### PROBLEM TO SOLVE
Lines before the one containing "let uuid = parse_integer(value).ok_or_else(||" are left out; return that line and every line after it exactly, through the end of the data below.

### MATERIAL PROVIDED
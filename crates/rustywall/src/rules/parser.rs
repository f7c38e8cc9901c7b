//! Rule file parser
//!
//! Line oriented: `//` starts a comment, blank lines are ignored, runs of
//! whitespace separate tokens and `=` may be used between a key and its value.

use super::{parse_integer, Action, Rule, RuleSet, UuidFilter};
use crate::error::RuleError;
use log::{debug, info};
use std::str::FromStr;

const BLE_TABLES: &str = "BLE_TABLES";
const END_BLE_TABLES: &str = "END BLE_TABLES";
const GATT_FILTER: &str = "GATT_FILTER";
const END_GATT_FILTER: &str = "END GATT_FILTER";

/// Validated content of a rule file
#[derive(Debug, Clone, Default)]
pub struct RuleFile {
    /// BLE_TABLES rules; allow-everything when the context is absent
    pub rules: RuleSet,
    /// GATT_FILTER identifiers; empty when the context is absent
    pub uuid_filter: UuidFilter,
}

impl RuleFile {
    /// Parse and validate the text of a rule file
    pub fn parse(text: &str) -> Result<Self, RuleError> {
        let mut lines = text.lines().filter_map(clean_line);
        let mut rules = None;
        let mut uuid_filter = None;

        while let Some(line) = lines.next() {
            match line {
                BLE_TABLES => {
                    if rules.is_some() {
                        return Err(RuleError::syntax("Several BLE_TABLES contexts in rule file"));
                    }
                    rules = Some(parse_ble_tables(&mut lines)?);
                }
                GATT_FILTER => {
                    if uuid_filter.is_some() {
                        return Err(RuleError::syntax("Several GATT_FILTER contexts in rule file"));
                    }
                    uuid_filter = Some(parse_gatt_filter(&mut lines)?);
                }
                other => {
                    return Err(RuleError::syntax(format!(
                        "Non-empty line outside of contexts: \"{}\" (use // for comments)",
                        other
                    )))
                }
            }
        }

        let rules = rules.unwrap_or_default();
        let uuid_filter = uuid_filter.unwrap_or_default();
        info!(
            "Loaded {} firewall rules (default {}), {} filtered UUIDs",
            rules.len(),
            rules.default_action(),
            uuid_filter.len()
        );

        Ok(Self { rules, uuid_filter })
    }
}

impl FromStr for RuleFile {
    type Err = RuleError;

    fn from_str(s: &str) -> Result<Self, Self::Err> {
        RuleFile::parse(s)
    }
}

/// Strip the comment and surrounding whitespace, dropping lines left empty
fn clean_line(line: &str) -> Option<&str> {
    let line = match line.find("//") {
        Some(pos) => &line[..pos],
        None => line,
    };
    let line = line.trim();
    (!line.is_empty()).then_some(line)
}

fn tokenize(line: &str) -> Vec<&str> {
    line.split(|c: char| c.is_whitespace() || c == '=')
        .filter(|token| !token.is_empty())
        .collect()
}

fn parse_ble_tables<'a>(lines: &mut impl Iterator<Item = &'a str>) -> Result<RuleSet, RuleError> {
    debug!("Parsing BLE_TABLES...");

    let mut default_action = None;
    let mut rules = Vec::new();

    loop {
        let line = lines
            .next()
            .ok_or_else(|| RuleError::syntax("Syntax error in BLE_TABLES: no END"))?;
        if line == END_BLE_TABLES {
            break;
        }

        let tokens = tokenize(line);
        match tokens.as_slice() {
            ["default", verdict] => {
                let action = verdict.parse::<Action>()?;
                if default_action.replace(action).is_some() {
                    return Err(RuleError::syntax("Several default rules in BLE_TABLES context"));
                }
            }
            ["default", ..] => {
                return Err(RuleError::syntax(format!("Invalid default rule: \"{}\"", line)))
            }
            _ => rules.push(parse_rule(line, &tokens)?),
        }
    }

    let default_action =
        default_action.ok_or_else(|| RuleError::syntax("No default rule in BLE_TABLES"))?;

    let mut set = RuleSet::new(default_action);
    for rule in rules {
        debug!("Rule: {}", rule);
        set.push(rule);
    }
    Ok(set)
}

fn parse_rule(line: &str, tokens: &[&str]) -> Result<Rule, RuleError> {
    let pairs = tokens
        .chunks(2)
        .map(|pair| match pair {
            [key, value] => Ok((*key, *value)),
            _ => Err(RuleError::syntax(format!(
                "Malformed rule \"{}\": missing \"{}\" value",
                line, pair[0]
            ))),
        })
        .collect::<Result<Vec<_>, _>>()?;

    Rule::from_pairs(&pairs)
}

fn parse_gatt_filter<'a>(
    lines: &mut impl Iterator<Item = &'a str>,
) -> Result<UuidFilter, RuleError> {
    debug!("Parsing GATT_FILTER...");

    let mut filter = UuidFilter::new();

    loop {
        let line = lines
            .next()
            .ok_or_else(|| RuleError::syntax("Syntax error in GATT_FILTER: no END"))?;
        if line == END_GATT_FILTER {
            break;
        }

        let tokens = tokenize(line);
        let position = tokens
            .iter()
            .position(|token| *token == "uuid")
            .ok_or_else(|| {
                RuleError::syntax(format!("Invalid filter \"{}\": missing \"uuid\"", line))
            })?;
        let value = tokens.get(position + 1).ok_or_else(|| {
            RuleError::syntax(format!("Malformed filter \"{}\": missing \"uuid\" value", line))
        })?;
        let uuid = parse_integer(value).ok_or_else(|| RuleError::InvalidValue {
            key: "uuid",
            value: value.to_string(),
        })?;

        debug!("Filtered UUID: 0x{:x}", uuid);
        filter.insert(uuid);
    }

    Ok(filter)
}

### EXPECTED ANSWER
        let uuid = parse_integer(value).ok_or_else(|| RuleError::InvalidValue {
            key: "uuid",
            value: value.to_string(),
        })?;

        debug!("Filtered UUID: 0x{:x}", uuid);
        filter.insert(uuid);
    }

    Ok(filter)
}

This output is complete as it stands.